Directions: Output all of the records exactly as written.

Available data:
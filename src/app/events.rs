//! Outbound link events.
//!
//! The session service and download driver emit these through the
//! [`EventSink`](super::ports::EventSink) port. Adapters on the other side
//! decide what to do with them: log them, print a progress bar, record
//! them in a test.

use crate::error::Error;

/// Structured events emitted while talking to a peripheral.
#[derive(Debug, Clone, PartialEq)]
pub enum LinkEvent {
    /// Connected and subscribed to the reply characteristic.
    Connected { device: String },

    /// The connection was released.
    Disconnected { device: String },

    /// A short command finished. `reply` is `None` for an unanswered
    /// fire-and-forget command.
    CommandReply {
        verb: &'static str,
        reply: Option<String>,
    },

    /// A `data_stats` reply was accepted and the output sink opened.
    TransferStarted { filename: String, total_bytes: u64 },

    /// A chunk was appended to the sink.
    TransferProgress { written: u64, total: u64 },

    /// Every declared byte was written.
    TransferComplete { filename: String, bytes: u64 },

    /// The fetch loop stopped early; the partial file is kept.
    TransferAborted {
        written: u64,
        total: u64,
        cause: Error,
    },
}

/// Percentage of `total` covered by `written`. An empty file is 100 %.
pub fn percent(written: u64, total: u64) -> f64 {
    if total == 0 {
        100.0
    } else {
        written as f64 / total as f64 * 100.0
    }
}
//! Application core: session orchestration, zero direct I/O.
//!
//! This module contains the host-side rules for talking to a BeanOS
//! peripheral: which operations exist, how a session is opened and
//! released, and what events are reported. All interaction with the radio
//! and the filesystem happens through **port traits** defined in
//! [`ports`], keeping this layer testable without real hardware.

pub mod commands;
pub mod events;
pub mod ports;
pub mod service;
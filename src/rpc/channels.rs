//! Reply slot shared between the notification source and the correlator.
//!
//! Uses an `embassy-sync` [`Signal`] as a single-slot exchange: the
//! transport's event source (a BLE notification task, a test thread)
//! overwrites the slot, and the correlator awaits and consumes it.
//!
//! ```text
//! ┌──────────────────┐  notification  ┌────────────┐  wait()  ┌────────────┐
//! │ Transport events │──────────────▶│ ReplySlot  │────────▶│ Correlator │
//! │ (async / thread) │   signal()     │ (1 value)  │          │            │
//! └──────────────────┘                └────────────┘          └────────────┘
//! ```
//!
//! One slot per connection; nothing here is process-wide.

use std::sync::Arc;

use embassy_sync::blocking_mutex::raw::CriticalSectionRawMutex;
use embassy_sync::signal::Signal;
use log::debug;

/// Raw notification payload as delivered by the transport.
pub type Notification = Vec<u8>;

/// Single-slot "latest reply" exchange. A newer notification replaces an
/// unconsumed older one.
pub struct ReplySlot {
    signal: Signal<CriticalSectionRawMutex, Notification>,
}

impl ReplySlot {
    pub const fn new() -> Self {
        Self {
            signal: Signal::new(),
        }
    }

    /// Store a notification, waking the waiter if there is one.
    pub fn deliver(&self, payload: Notification) {
        if self.signal.signaled() {
            debug!("reply slot: unconsumed reply overwritten");
        }
        self.signal.signal(payload);
    }

    /// Drop any reply that arrived while nothing was waiting.
    pub fn clear(&self) -> Option<Notification> {
        let stale = self.signal.try_take();
        self.signal.reset();
        stale
    }

    /// Wait for the next delivered notification and consume it.
    pub async fn take(&self) -> Notification {
        self.signal.wait().await
    }

    /// Whether a reply is buffered.
    pub fn is_filled(&self) -> bool {
        self.signal.signaled()
    }
}

impl Default for ReplySlot {
    fn default() -> Self {
        Self::new()
    }
}

/// Handle given to a transport's subscription so it can push notifications
/// into the connection's reply slot.
#[derive(Clone)]
pub struct NotifySink {
    slot: Arc<ReplySlot>,
}

impl NotifySink {
    pub fn new(slot: Arc<ReplySlot>) -> Self {
        Self { slot }
    }

    /// Called by the transport for every inbound notification, in order.
    pub fn notify(&self, payload: &[u8]) {
        self.slot.deliver(payload.to_vec());
    }
}
//! Link configuration parameters
//!
//! All tunable parameters for talking to a BeanOS peripheral.
//! Values can be overridden from a JSON file or from the command line.

use core::time::Duration;
use std::path::PathBuf;

use serde::{Deserialize, Serialize};

use crate::error::{Error, Result};

/// GATT service exposed by the BeanOS firmware.
pub const SERVICE_UUID: &str = "2b771fcc-c87d-42bd-9216-000000000000";

/// Command characteristic (host writes, write-without-response).
pub const CTRL_RX_UUID: &str = "2b771fcc-c87d-42bd-9216-000000000020";

/// Reply characteristic (peripheral notifies).
pub const CTRL_TX_UUID: &str = "2b771fcc-c87d-42bd-9216-000000000010";

/// Core link configuration
#[derive(Debug, Clone, PartialEq, Serialize, Deserialize)]
#[serde(default)]
pub struct LinkConfig {
    // --- Discovery ---
    /// Advertised name of the peripheral
    pub device_name: String,
    /// Scan window before giving up (milliseconds)
    pub scan_timeout_ms: u64,

    // --- GATT (characteristics of SERVICE_UUID) ---
    /// Characteristic commands are written to
    pub command_uuid: String,
    /// Characteristic replies are notified on
    pub reply_uuid: String,

    // --- Timing ---
    /// Deadline for the `data_stats` reply (milliseconds)
    pub stats_timeout_ms: u64,
    /// Deadline for each `data_bytes` reply; the peripheral reads flash (milliseconds)
    pub chunk_timeout_ms: u64,
    /// Deadline for short commands such as `req_height` (milliseconds)
    pub command_timeout_ms: u64,

    // --- Output ---
    /// Directory downloaded files are written into
    pub output_dir: PathBuf,
    /// Prefix prepended to the peripheral's filename
    pub output_prefix: String,
}

impl Default for LinkConfig {
    fn default() -> Self {
        Self {
            // Discovery
            device_name: "BeanOS".into(),
            scan_timeout_ms: 5_000,

            // GATT
            command_uuid: CTRL_RX_UUID.into(),
            reply_uuid: CTRL_TX_UUID.into(),

            // Timing
            stats_timeout_ms: 5_000,
            chunk_timeout_ms: 10_000,
            command_timeout_ms: 5_000,

            // Output
            output_dir: PathBuf::from("."),
            output_prefix: "downloaded_".into(),
        }
    }
}

impl LinkConfig {
    /// Parse a JSON document. Missing fields take their defaults.
    pub fn from_json(text: &str) -> Result<Self> {
        let config: Self =
            serde_json::from_str(text).map_err(|_| Error::Config("invalid JSON config"))?;
        config.validate()?;
        Ok(config)
    }

    /// Reject values that would make the link unusable.
    pub fn validate(&self) -> Result<()> {
        if self.device_name.is_empty() {
            return Err(Error::Config("device_name must not be empty"));
        }
        if self.scan_timeout_ms == 0
            || self.stats_timeout_ms == 0
            || self.chunk_timeout_ms == 0
            || self.command_timeout_ms == 0
        {
            return Err(Error::Config("timeouts must be strictly positive"));
        }
        if self.command_uuid == self.reply_uuid {
            return Err(Error::Config("command and reply characteristics must differ"));
        }
        Ok(())
    }

    pub fn scan_timeout(&self) -> Duration {
        Duration::from_millis(self.scan_timeout_ms)
    }

    pub fn stats_timeout(&self) -> Duration {
        Duration::from_millis(self.stats_timeout_ms)
    }

    pub fn chunk_timeout(&self) -> Duration {
        Duration::from_millis(self.chunk_timeout_ms)
    }

    pub fn command_timeout(&self) -> Duration {
        Duration::from_millis(self.command_timeout_ms)
    }
}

Output of the exercise:
filename src/app/events.rs
//! Outbound link events.
//!
//! The session service and download driver emit these through the
//! [`EventSink`](super::ports::EventSink) port. Adapters on the other side
//! decide what to do with them: log them, print a progress bar, record
//! them in a test.

use crate::error::Error;

/// Structured events emitted while talking to a peripheral.
#[derive(Debug, Clone, PartialEq)]
pub enum LinkEvent {
    /// Connected and subscribed to the reply characteristic.
    Connected { device: String },

    /// The connection was released.
    Disconnected { device: String },

    /// A short command finished. `reply` is `None` for an unanswered
    /// fire-and-forget command.
    CommandReply {
        verb: &'static str,
        reply: Option<String>,
    },

    /// A `data_stats` reply was accepted and the output sink opened.
    TransferStarted { filename: String, total_bytes: u64 },

    /// A chunk was appended to the sink.
    TransferProgress { written: u64, total: u64 },

    /// Every declared byte was written.
    TransferComplete { filename: String, bytes: u64 },

    /// The fetch loop stopped early; the partial file is kept.
    TransferAborted {
        written: u64,
        total: u64,
        cause: Error,
    },
}

/// Percentage of `total` covered by `written`. An empty file is 100 %.
pub fn percent(written: u64, total: u64) -> f64 {
    if total == 0 {
        100.0
    } else {
        written as f64 / total as f64 * 100.0
    }
}
//! Application core: session orchestration, zero direct I/O.
//!
//! This module contains the host-side rules for talking to a BeanOS
//! peripheral: which operations exist, how a session is opened and
//! released, and what events are reported. All interaction with the radio
//! and the filesystem happens through **port traits** defined in
//! [`ports`], keeping this layer testable without real hardware.

pub mod commands;
pub mod events;
pub mod ports;
pub mod service;
filename src/rpc/channels.rs
//! Reply slot shared between the notification source and the correlator.
//!
//! Uses an `embassy-sync` [`Signal`] as a single-slot exchange: the
//! transport's event source (a BLE notification task, a test thread)
//! overwrites the slot, and the correlator awaits and consumes it.
//!
//! ```text
//! ┌──────────────────┐  notification  ┌────────────┐  wait()  ┌────────────┐
//! │ Transport events │──────────────▶│ ReplySlot  │────────▶│ Correlator │
//! │ (async / thread) │   signal()     │ (1 value)  │          │            │
//! └──────────────────┘                └────────────┘          └────────────┘
//! ```
//!
//! One slot per connection; nothing here is process-wide.

use std::sync::Arc;

use embassy_sync::blocking_mutex::raw::CriticalSectionRawMutex;
use embassy_sync::signal::Signal;
use log::debug;

/// Raw notification payload as delivered by the transport.
pub type Notification = Vec<u8>;

/// Single-slot "latest reply" exchange. A newer notification replaces an
/// unconsumed older one.
pub struct ReplySlot {
    signal: Signal<CriticalSectionRawMutex, Notification>,
}

impl ReplySlot {
    pub const fn new() -> Self {
        Self {
            signal: Signal::new(),
        }
    }

    /// Store a notification, waking the waiter if there is one.
    pub fn deliver(&self, payload: Notification) {
        if self.signal.signaled() {
            debug!("reply slot: unconsumed reply overwritten");
        }
        self.signal.signal(payload);
    }

    /// Drop any reply that arrived while nothing was waiting.
    pub fn clear(&self) -> Option<Notification> {
        let stale = self.signal.try_take();
        self.signal.reset();
        stale
    }

    /// Wait for the next delivered notification and consume it.
    pub async fn take(&self) -> Notification {
        self.signal.wait().await
    }

    /// Whether a reply is buffered.
    pub fn is_filled(&self) -> bool {
        self.signal.signaled()
    }
}

impl Default for ReplySlot {
    fn default() -> Self {
        Self::new()
    }
}

/// Handle given to a transport's subscription so it can push notifications
/// into the connection's reply slot.
#[derive(Clone)]
pub struct NotifySink {
    slot: Arc<ReplySlot>,
}

impl NotifySink {
    pub fn new(slot: Arc<ReplySlot>) -> Self {
        Self { slot }
    }

    /// Called by the transport for every inbound notification, in order.
    pub fn notify(&self, payload: &[u8]) {
        self.slot.deliver(payload.to_vec());
    }
}
//! Link configuration parameters
//!
//! All tunable parameters for talking to a BeanOS peripheral.
//! Values can be overridden from a JSON file or from the command line.

use core::time::Duration;
use std::path::PathBuf;

use serde::{Deserialize, Serialize};

use crate::error::{Error, Result};

/// GATT service exposed by the BeanOS firmware.
pub const SERVICE_UUID: &str = "2b771fcc-c87d-42bd-9216-000000000000";

/// Command characteristic (host writes, write-without-response).
pub const CTRL_RX_UUID: &str = "2b771fcc-c87d-42bd-9216-000000000020";

/// Reply characteristic (peripheral notifies).
pub const CTRL_TX_UUID: &str = "2b771fcc-c87d-42bd-9216-000000000010";

/// Core link configuration
#[derive(Debug, Clone, PartialEq, Serialize, Deserialize)]
#[serde(default)]
pub struct LinkConfig {
    // --- Discovery ---
    /// Advertised name of the peripheral
    pub device_name: String,
    /// Scan window before giving up (milliseconds)
    pub scan_timeout_ms: u64,

    // --- GATT (characteristics of SERVICE_UUID) ---
    /// Characteristic commands are written to
    pub command_uuid: String,
    /// Characteristic replies are notified on
    pub reply_uuid: String,

    // --- Timing ---
    /// Deadline for the `data_stats` reply (milliseconds)
    pub stats_timeout_ms: u64,
    /// Deadline for each `data_bytes` reply; the peripheral reads flash (milliseconds)
    pub chunk_timeout_ms: u64,
    /// Deadline for short commands such as `req_height` (milliseconds)
    pub command_timeout_ms: u64,

    // --- Output ---
    /// Directory downloaded files are written into
    pub output_dir: PathBuf,
    /// Prefix prepended to the peripheral's filename
    pub output_prefix: String,
}

impl Default for LinkConfig {
    fn default() -> Self {
        Self {
            // Discovery
            device_name: "BeanOS".into(),
            scan_timeout_ms: 5_000,

            // GATT
            command_uuid: CTRL_RX_UUID.into(),
            reply_uuid: CTRL_TX_UUID.into(),

            // Timing
            stats_timeout_ms: 5_000,
            chunk_timeout_ms: 10_000,
            command_timeout_ms: 5_000,

            // Output
            output_dir: PathBuf::from("."),
            output_prefix: "downloaded_".into(),
        }
    }
}

impl LinkConfig {
    /// Parse a JSON document. Missing fields take their defaults.
    pub fn from_json(text: &str) -> Result<Self> {
        let config: Self =
            serde_json::from_str(text).map_err(|_| Error::Config("invalid JSON config"))?;
        config.validate()?;
        Ok(config)
    }

    /// Reject values that would make the link unusable.
    pub fn validate(&self) -> Result<()> {
        if self.device_name.is_empty() {
            return Err(Error::Config("device_name must not be empty"));
        }
        if self.scan_timeout_ms == 0
            || self.stats_timeout_ms == 0
            || self.chunk_timeout_ms == 0
            || self.command_timeout_ms == 0
        {
            return Err(Error::Config("timeouts must be strictly positive"));
        }
        if self.command_uuid == self.reply_uuid {
            return Err(Error::Config("command and reply characteristics must differ"));
        }
        Ok(())
    }

    pub fn scan_timeout(&self) -> Duration {
        Duration::from_millis(self.scan_timeout_ms)
    }

    pub fn stats_timeout(&self) -> Duration {
        Duration::from_millis(self.stats_timeout_ms)
    }

    pub fn chunk_timeout(&self) -> Duration {
        Duration::from_millis(self.chunk_timeout_ms)
    }

    pub fn command_timeout(&self) -> Duration {
        Duration::from_millis(self.command_timeout_ms)
    }
}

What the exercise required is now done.